*WHAT IS BEING ASKED*
Retype the material exactly, ending with the line containing "use netmind_core::config::NetmindConfig;".

*GIVEN ENTRIES*
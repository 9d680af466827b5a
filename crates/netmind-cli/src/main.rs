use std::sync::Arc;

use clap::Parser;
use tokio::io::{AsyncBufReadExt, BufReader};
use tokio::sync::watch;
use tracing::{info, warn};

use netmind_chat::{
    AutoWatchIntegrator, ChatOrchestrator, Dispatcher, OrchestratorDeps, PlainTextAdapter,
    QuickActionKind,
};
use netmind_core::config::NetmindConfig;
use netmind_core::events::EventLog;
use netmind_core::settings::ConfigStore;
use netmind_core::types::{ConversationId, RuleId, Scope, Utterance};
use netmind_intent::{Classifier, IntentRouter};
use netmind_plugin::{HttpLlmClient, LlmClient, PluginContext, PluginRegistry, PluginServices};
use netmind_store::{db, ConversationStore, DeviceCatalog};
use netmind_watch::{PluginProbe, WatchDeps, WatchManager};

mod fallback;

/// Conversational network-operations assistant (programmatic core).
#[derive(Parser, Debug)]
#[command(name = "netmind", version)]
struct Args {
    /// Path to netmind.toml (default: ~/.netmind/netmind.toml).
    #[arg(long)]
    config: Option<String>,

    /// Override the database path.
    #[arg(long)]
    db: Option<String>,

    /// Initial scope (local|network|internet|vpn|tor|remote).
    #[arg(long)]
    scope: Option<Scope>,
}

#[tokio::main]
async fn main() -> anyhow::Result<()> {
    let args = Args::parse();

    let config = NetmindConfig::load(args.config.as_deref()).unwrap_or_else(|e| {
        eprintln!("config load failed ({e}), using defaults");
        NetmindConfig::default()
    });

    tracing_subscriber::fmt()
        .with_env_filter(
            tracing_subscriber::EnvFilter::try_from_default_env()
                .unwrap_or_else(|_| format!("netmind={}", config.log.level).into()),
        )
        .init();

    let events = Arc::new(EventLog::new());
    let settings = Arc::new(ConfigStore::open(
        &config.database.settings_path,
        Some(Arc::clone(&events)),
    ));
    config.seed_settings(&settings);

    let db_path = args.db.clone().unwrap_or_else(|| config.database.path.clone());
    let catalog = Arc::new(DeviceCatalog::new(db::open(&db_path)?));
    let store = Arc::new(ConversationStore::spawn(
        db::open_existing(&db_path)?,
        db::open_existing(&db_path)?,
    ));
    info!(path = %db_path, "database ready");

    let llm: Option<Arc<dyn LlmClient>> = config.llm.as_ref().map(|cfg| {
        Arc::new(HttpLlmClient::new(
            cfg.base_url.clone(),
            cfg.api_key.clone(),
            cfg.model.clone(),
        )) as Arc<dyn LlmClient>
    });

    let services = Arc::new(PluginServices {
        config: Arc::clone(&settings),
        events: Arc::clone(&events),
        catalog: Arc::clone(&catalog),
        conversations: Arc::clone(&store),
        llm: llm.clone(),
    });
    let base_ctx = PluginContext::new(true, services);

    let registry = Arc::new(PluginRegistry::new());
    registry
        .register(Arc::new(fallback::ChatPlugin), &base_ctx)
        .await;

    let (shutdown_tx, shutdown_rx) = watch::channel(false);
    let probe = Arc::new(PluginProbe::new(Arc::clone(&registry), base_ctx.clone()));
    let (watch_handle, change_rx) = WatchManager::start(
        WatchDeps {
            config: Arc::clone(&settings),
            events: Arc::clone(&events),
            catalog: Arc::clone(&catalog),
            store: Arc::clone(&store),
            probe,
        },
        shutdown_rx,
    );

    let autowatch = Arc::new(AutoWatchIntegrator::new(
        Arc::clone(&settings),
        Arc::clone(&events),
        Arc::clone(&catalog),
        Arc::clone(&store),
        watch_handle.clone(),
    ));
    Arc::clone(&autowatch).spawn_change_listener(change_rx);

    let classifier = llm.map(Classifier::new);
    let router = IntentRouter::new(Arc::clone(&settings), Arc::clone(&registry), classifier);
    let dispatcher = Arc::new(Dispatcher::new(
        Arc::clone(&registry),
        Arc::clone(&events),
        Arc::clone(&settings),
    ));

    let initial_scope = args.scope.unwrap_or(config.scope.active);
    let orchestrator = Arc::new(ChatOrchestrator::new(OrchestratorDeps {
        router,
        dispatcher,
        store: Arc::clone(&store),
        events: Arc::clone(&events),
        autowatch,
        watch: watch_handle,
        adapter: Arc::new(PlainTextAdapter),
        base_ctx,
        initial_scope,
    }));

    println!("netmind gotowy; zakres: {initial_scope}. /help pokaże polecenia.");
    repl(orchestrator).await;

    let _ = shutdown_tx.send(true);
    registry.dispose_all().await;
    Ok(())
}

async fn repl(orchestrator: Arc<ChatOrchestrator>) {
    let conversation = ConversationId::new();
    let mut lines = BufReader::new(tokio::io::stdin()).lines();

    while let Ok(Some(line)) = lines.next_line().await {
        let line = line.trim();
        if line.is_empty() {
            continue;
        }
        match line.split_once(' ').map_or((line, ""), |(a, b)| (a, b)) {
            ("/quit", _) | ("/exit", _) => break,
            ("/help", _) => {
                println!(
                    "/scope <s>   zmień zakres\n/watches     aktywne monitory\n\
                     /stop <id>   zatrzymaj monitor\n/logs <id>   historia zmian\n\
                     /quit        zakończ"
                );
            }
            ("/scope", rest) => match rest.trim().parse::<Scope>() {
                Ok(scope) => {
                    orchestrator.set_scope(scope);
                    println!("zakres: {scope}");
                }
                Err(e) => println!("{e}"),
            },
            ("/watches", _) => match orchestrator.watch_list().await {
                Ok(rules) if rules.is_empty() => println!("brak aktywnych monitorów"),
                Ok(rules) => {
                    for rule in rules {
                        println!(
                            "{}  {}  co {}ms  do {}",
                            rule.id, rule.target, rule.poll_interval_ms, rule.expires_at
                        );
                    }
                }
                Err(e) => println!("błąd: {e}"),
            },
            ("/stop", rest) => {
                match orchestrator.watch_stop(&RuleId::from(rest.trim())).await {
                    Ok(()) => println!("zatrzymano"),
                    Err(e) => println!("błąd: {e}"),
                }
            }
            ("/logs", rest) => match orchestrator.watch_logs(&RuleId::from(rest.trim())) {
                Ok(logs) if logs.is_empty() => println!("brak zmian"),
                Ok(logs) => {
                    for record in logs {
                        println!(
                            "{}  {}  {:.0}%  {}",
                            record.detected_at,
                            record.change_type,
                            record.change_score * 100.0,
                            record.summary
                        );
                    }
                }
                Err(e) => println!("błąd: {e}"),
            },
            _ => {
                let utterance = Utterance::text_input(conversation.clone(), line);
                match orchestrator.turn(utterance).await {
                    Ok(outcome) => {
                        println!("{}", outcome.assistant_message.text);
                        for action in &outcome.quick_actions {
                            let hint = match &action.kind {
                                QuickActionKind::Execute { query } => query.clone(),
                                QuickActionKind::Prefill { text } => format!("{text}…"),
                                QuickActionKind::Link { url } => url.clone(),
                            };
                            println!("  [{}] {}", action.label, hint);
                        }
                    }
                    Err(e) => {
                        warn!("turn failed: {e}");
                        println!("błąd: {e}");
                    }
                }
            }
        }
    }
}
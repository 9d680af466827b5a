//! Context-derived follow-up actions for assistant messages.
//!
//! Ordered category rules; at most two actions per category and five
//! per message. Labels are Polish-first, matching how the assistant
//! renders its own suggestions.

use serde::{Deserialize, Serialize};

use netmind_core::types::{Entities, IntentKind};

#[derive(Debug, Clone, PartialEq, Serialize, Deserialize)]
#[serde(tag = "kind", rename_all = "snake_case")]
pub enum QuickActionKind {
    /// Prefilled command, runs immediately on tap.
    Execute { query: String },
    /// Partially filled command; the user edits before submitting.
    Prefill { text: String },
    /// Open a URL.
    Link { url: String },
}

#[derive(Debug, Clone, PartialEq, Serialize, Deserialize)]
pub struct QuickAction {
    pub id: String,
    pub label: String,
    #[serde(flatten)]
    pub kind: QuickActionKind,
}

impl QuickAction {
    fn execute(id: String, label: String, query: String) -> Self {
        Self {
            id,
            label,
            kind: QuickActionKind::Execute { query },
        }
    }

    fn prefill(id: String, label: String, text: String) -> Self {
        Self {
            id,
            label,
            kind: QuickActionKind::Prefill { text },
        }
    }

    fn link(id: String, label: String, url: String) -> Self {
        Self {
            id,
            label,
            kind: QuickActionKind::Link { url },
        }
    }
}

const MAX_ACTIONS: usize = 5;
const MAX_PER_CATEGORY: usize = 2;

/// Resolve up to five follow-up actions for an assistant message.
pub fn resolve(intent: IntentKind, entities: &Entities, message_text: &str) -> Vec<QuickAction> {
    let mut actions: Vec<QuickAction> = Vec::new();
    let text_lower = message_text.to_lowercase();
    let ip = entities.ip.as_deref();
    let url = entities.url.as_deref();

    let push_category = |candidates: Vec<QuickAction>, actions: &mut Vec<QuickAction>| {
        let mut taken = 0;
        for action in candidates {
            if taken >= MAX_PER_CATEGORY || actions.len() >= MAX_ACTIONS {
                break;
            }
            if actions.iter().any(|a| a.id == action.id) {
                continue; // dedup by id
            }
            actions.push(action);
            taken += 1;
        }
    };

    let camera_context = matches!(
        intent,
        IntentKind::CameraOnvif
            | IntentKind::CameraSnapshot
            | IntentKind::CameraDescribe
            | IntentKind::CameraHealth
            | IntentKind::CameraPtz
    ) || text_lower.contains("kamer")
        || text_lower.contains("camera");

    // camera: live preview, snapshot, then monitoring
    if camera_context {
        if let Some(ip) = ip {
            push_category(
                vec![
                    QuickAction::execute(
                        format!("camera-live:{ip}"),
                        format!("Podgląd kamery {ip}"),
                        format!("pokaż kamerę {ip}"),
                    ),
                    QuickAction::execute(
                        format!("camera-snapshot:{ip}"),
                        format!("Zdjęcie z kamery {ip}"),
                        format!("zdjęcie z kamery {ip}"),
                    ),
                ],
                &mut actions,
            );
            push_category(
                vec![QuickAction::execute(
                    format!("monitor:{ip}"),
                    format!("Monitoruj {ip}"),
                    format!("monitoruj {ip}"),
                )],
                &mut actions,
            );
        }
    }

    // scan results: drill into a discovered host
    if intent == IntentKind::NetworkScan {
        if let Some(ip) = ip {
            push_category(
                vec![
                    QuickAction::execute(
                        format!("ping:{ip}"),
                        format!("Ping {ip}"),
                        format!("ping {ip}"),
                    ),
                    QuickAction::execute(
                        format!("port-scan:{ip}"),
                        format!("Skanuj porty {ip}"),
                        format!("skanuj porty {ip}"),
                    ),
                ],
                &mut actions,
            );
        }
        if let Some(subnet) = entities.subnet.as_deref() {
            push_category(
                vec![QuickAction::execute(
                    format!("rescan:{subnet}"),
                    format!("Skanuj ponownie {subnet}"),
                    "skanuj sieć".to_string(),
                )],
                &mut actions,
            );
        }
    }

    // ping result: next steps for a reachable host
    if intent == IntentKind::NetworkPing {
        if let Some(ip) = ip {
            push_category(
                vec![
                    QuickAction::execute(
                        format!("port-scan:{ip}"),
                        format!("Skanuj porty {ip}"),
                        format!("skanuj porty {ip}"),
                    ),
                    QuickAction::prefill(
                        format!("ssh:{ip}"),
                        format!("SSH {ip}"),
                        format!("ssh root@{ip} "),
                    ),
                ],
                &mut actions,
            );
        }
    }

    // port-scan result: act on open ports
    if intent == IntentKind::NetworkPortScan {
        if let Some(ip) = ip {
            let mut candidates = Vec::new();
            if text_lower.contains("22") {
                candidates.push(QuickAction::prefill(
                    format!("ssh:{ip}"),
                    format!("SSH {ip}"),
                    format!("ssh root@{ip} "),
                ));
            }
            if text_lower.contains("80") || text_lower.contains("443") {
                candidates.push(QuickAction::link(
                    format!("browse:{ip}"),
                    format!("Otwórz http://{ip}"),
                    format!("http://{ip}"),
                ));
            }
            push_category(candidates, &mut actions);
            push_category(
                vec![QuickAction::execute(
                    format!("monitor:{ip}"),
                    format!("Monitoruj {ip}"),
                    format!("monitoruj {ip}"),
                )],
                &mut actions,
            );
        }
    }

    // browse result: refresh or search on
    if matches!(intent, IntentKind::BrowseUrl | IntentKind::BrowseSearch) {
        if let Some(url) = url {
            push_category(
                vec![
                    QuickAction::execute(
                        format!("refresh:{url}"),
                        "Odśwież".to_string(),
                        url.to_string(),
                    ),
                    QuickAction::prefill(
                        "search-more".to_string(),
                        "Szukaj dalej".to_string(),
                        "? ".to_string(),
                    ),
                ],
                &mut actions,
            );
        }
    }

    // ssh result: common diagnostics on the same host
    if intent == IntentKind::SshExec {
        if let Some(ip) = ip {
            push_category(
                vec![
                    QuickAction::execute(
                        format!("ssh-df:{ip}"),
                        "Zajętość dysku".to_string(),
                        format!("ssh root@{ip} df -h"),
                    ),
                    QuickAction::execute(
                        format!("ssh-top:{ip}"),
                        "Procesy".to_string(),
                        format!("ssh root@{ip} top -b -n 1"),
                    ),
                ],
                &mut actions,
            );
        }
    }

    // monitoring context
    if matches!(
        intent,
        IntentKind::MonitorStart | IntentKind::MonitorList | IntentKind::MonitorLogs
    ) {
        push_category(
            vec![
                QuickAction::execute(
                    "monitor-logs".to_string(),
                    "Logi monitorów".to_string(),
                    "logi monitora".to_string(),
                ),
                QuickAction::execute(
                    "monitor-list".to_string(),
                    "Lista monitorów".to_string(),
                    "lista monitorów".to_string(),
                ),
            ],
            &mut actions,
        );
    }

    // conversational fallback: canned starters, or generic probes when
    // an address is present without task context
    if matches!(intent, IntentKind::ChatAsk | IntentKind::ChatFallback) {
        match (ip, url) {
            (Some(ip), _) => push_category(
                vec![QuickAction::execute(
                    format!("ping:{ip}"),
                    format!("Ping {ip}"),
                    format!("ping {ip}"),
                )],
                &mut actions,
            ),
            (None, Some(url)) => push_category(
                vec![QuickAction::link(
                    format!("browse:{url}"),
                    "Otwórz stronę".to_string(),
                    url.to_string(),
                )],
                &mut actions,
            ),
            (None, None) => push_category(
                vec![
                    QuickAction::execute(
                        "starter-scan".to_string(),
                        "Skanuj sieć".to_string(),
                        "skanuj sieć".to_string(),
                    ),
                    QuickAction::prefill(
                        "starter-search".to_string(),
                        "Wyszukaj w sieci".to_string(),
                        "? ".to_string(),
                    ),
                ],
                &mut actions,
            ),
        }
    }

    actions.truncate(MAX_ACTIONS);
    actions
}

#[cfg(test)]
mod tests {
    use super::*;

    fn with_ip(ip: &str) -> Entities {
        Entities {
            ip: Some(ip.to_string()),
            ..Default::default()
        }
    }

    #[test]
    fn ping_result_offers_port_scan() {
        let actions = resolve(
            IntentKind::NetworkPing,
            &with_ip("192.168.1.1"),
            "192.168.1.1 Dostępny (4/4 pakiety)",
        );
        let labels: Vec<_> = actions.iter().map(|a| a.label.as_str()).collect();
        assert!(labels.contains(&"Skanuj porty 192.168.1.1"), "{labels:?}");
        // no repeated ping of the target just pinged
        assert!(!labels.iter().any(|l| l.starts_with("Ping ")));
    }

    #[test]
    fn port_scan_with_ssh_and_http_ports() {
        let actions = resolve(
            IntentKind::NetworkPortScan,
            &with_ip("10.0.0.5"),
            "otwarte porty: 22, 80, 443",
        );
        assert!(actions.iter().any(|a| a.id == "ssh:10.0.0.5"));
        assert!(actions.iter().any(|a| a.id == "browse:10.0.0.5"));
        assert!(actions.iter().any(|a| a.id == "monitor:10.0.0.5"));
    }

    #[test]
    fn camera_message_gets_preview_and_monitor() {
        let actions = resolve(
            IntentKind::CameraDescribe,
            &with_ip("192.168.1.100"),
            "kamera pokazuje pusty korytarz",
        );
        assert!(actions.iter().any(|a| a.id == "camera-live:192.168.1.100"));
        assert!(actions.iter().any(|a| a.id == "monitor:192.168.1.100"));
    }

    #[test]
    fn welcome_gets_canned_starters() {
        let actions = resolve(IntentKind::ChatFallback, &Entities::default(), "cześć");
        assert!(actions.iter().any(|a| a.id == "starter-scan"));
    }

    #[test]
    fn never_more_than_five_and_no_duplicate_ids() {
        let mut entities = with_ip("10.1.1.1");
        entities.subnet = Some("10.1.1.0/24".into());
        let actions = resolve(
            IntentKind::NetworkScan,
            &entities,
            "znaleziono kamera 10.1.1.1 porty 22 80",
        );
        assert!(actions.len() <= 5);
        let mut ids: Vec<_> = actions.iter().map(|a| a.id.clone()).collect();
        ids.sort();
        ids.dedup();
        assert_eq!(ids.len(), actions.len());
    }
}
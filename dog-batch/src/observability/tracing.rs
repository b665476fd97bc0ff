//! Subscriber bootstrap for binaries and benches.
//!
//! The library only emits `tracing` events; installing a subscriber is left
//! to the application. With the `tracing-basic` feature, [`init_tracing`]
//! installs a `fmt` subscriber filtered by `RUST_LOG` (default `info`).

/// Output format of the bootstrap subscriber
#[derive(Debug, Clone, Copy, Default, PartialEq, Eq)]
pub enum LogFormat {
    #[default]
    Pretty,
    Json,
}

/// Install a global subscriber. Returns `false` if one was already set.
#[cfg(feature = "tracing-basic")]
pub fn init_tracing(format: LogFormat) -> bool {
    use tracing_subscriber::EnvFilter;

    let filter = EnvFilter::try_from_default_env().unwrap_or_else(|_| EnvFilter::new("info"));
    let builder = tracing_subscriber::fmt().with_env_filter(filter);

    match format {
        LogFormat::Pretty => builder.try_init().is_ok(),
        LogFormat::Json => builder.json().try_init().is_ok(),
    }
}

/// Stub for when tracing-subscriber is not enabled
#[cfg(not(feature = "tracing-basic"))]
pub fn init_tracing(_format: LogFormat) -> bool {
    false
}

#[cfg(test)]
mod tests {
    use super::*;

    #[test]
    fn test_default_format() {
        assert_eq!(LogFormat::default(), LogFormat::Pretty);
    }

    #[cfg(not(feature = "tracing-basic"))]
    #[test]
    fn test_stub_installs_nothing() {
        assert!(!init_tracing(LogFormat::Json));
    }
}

*THE ANSWER*
repository 9d680af466827b5a
filename crates/netmind-cli/src/main.rs
use std::sync::Arc;

use clap::Parser;
use tokio::io::{AsyncBufReadExt, BufReader};
use tokio::sync::watch;
use tracing::{info, warn};

use netmind_chat::{
    AutoWatchIntegrator, ChatOrchestrator, Dispatcher, OrchestratorDeps, PlainTextAdapter,
    QuickActionKind,
};
use netmind_core::config::NetmindConfig;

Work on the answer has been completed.